# Winter is FINALLY here =)



## Guest (Jul 1, 2008)

Well here in Australia, we have been hanging out for snow....and we finally got it  yay! 

"*The long awaited snowfalls have finally arrived and hopes are buoying amongst holidaymakers and snow lovers. So far Perisher Blue has received 15cm of fresh snow, blanketing the runs and leaving the resort looking wintry and white!" *​

-Hotham are reporting 25cm 
-Thredbo are reporting 20cm 
-Perisher Blue are reporting 15cm 
(courtesy of Perisher Blue Snow Reports by The Wang )

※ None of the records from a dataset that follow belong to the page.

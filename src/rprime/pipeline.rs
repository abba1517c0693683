//! # 标定管线编排
//!
//! 逐图像执行 极坐标转换 → 聚类 → 级次解析，累计样本后做两遍拟合。
//! 运行状态（样本序列、基准角、逐图像统计）集中在显式的
//! `CalibrationRun` 上下文中。
//!
//! ## 依赖关系
//! - 被 `commands/calibrate.rs` 驱动
//! - 使用 `rprime/{polar,cluster,lattice,fit}.rs`
//! - 使用 `parsers/spots.rs` 的 Detector、`parsers/voltages.rs` 的 ImageVoltage

use crate::error::{LeedcalError, Result};
use crate::models::{BaseType, BaselineScope, Sample, SpotVectorSet};
use crate::parsers::{Detector, ImageVoltage};
use crate::rprime::cluster::ClusterBuilder;
use crate::rprime::fit::{self, LineFit};
use crate::rprime::lattice::{LatticeModel, ThetaBaseline};
use crate::rprime::polar;

/// 单幅图像的处理结果；三种跳过情形均不是错误
#[derive(Debug, Clone, Copy, PartialEq)]
pub enum ImageOutcome {
    /// 产出一个样本
    Sampled(Sample),
    /// 未检测到光斑
    NoDetection,
    /// 无角对称簇
    NoValidCluster,
    /// 无簇通过级次判定
    NoMatchingOrder,
}

impl std::fmt::Display for ImageOutcome {
    fn fmt(&self, f: &mut std::fmt::Formatter<'_>) -> std::fmt::Result {
        match self {
            ImageOutcome::Sampled(_) => write!(f, "sampled"),
            ImageOutcome::NoDetection => write!(f, "no detection"),
            ImageOutcome::NoValidCluster => write!(f, "no valid cluster"),
            ImageOutcome::NoMatchingOrder => write!(f, "no matching order"),
        }
    }
}

/// 逐图像结果统计
#[derive(Debug, Clone, Copy, Default, PartialEq)]
pub struct RunStats {
    /// 产出样本的图像数
    pub sampled: usize,
    /// 未检测到光斑的图像数
    pub no_detection: usize,
    /// 无有效簇的图像数
    pub no_cluster: usize,
    /// 级次判定失败的图像数
    pub no_order: usize,
}

impl RunStats {
    fn record(&mut self, outcome: ImageOutcome) {
        match outcome {
            ImageOutcome::Sampled(_) => self.sampled += 1,
            ImageOutcome::NoDetection => self.no_detection += 1,
            ImageOutcome::NoValidCluster => self.no_cluster += 1,
            ImageOutcome::NoMatchingOrder => self.no_order += 1,
        }
    }

    /// 处理的图像总数
    pub fn total(&self) -> usize {
        self.sampled + self.no_detection + self.no_cluster + self.no_order
    }
}

/// 完整的标定结果
#[derive(Debug, Clone)]
pub struct Calibration {
    /// 拟合直线，斜率即 r'
    pub fit: LineFit,
    /// 全部样本（头部为合成零点）
    pub samples: Vec<Sample>,
    /// 逐图像统计
    pub stats: RunStats,
}

/// 标定运行上下文
///
/// 样本序列以合成零点 (0, 0) 开头；基准角按配置的作用域
/// 在图像间重置或持续。
pub struct CalibrationRun {
    model: LatticeModel,
    builder: ClusterBuilder,
    scope: BaselineScope,
    baseline: ThetaBaseline,
    samples: Vec<Sample>,
    stats: RunStats,
}

impl CalibrationRun {
    pub fn new(base: BaseType, scope: BaselineScope) -> Self {
        CalibrationRun {
            model: LatticeModel::new(base),
            builder: ClusterBuilder::new(),
            scope,
            baseline: ThetaBaseline::new(),
            samples: vec![Sample::seed()],
            stats: RunStats::default(),
        }
    }

    /// 已累计的样本（含合成零点）
    pub fn samples(&self) -> &[Sample] {
        &self.samples
    }

    pub fn stats(&self) -> &RunStats {
        &self.stats
    }

    /// 处理一幅图像的检测结果；任何跳过情形都不贡献样本
    pub fn ingest(&mut self, detection: Option<&SpotVectorSet>, voltage: f64) -> ImageOutcome {
        let outcome = self.evaluate(detection, voltage);
        self.stats.record(outcome);
        if let ImageOutcome::Sampled(sample) = outcome {
            self.samples.push(sample);
        }
        outcome
    }

    fn evaluate(&mut self, detection: Option<&SpotVectorSet>, voltage: f64) -> ImageOutcome {
        let vectors = match detection {
            Some(v) => v,
            None => return ImageOutcome::NoDetection,
        };

        if self.scope == BaselineScope::PerImage {
            self.baseline.reset();
        }

        let points = polar::to_polar(vectors);
        let clusters = match self.builder.build(&points) {
            Some(c) => c,
            None => return ImageOutcome::NoValidCluster,
        };

        match self
            .model
            .resolve_sample(voltage, &clusters, &mut self.baseline)
        {
            Some(sample) => ImageOutcome::Sampled(sample),
            None => ImageOutcome::NoMatchingOrder,
        }
    }

    /// 收尾：样本不足则报 InsufficientFitData，否则拟合并返回结果
    pub fn finish(self) -> Result<Calibration> {
        let usable = self.samples.len() - 1;
        if usable < 2 {
            return Err(LeedcalError::InsufficientFitData { samples: usable });
        }

        let fit = fit::fit_samples(&self.samples)?;
        Ok(Calibration {
            fit,
            samples: self.samples,
            stats: self.stats,
        })
    }

    /// 便捷循环：逐条检测并汇入，最后收尾
    pub fn run<D: Detector>(mut self, detector: &D, entries: &[ImageVoltage]) -> Result<Calibration> {
        for entry in entries {
            let detection = detector.detect(&entry.path)?;
            self.ingest(detection.as_ref(), entry.voltage);
        }
        self.finish()
    }
}
//! # r′ 标定核心模块
//!
//! 从逐图像光斑向量到标定常数 r′ 的几何聚类与拟合管线。
//!
//! ## 子模块
//! - `polar`: 光斑向量 → 极坐标
//! - `cluster`: 角对称半径聚类
//! - `lattice`: 基底几何与衍射级次解析
//! - `fit`: 两遍最小二乘拟合（含离群点剔除）
//! - `pipeline`: 逐图像编排与运行上下文
//! - `plot`: sinθ–X′ 散点图
//! - `export`: 样本数据导出
//!
//! ## 依赖关系
//! - 被 `commands/calibrate.rs` 使用
//! - 使用 `models/`

pub mod cluster;
pub mod export;
pub mod fit;
pub mod lattice;
pub mod pipeline;
pub mod plot;
pub mod polar;

pub use cluster::{Cluster, ClusterBuilder};
pub use fit::LineFit;
pub use lattice::ThetaBaseline;
pub use pipeline::{Calibration, CalibrationRun, ImageOutcome, RunStats};
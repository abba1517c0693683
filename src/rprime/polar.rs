//! # 极坐标转换
//!
//! 将光斑位移向量转换为 (半径, 角度) 对，角度归一化到 [0, 2π)。
//!
//! ## 依赖关系
//! - 被 `rprime/pipeline.rs` 调用
//! - 使用 `models/spot.rs`

use crate::models::SpotVectorSet;

use std::f64::consts::PI;

/// 极坐标点
#[derive(Debug, Clone, Copy, PartialEq)]
pub struct PolarPoint {
    /// 向量模长（像素）
    pub radius: f64,
    /// 平面角，[0, 2π)
    pub theta: f64,
}

/// 光斑向量集 → 极坐标点列，逐向量一一对应
pub fn to_polar(vectors: &SpotVectorSet) -> Vec<PolarPoint> {
    vectors
        .iter()
        .map(|v| {
            let radius = v.dx.hypot(v.dy);
            let mut theta = v.dy.atan2(v.dx);
            if theta < 0.0 {
                theta += 2.0 * PI;
            }
            PolarPoint { radius, theta }
        })
        .collect()
}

It started snowing about 3pm yesterday and is still snowing this morning  

Here in this forcast hes predicting another big system coming through next monday, with a potential of a bigger dump and also on the 8th and 9th hes saying between 20-40cm! Snowatch - Video Forecast 

and this is the forcast for next week Snowatch 2008 - 8-14 Day Forecast (when im down there! yay!) so its looking as though winter has finally come upon us here in Australia 

hopefully by the weekend there will be more terrain and runs open 

heres some pics from the perisher website 

Perisher Bridge









Smiggins









Front Valley









Mid Station









The Ridge Chair at Blue Cow


----------



## hoboken (Mar 13, 2008)

lucky you! have fun riding...wish we had snow here


----------



## Suburban Blend (Feb 23, 2008)

Yes...keep us up to date and post some action shots please!!!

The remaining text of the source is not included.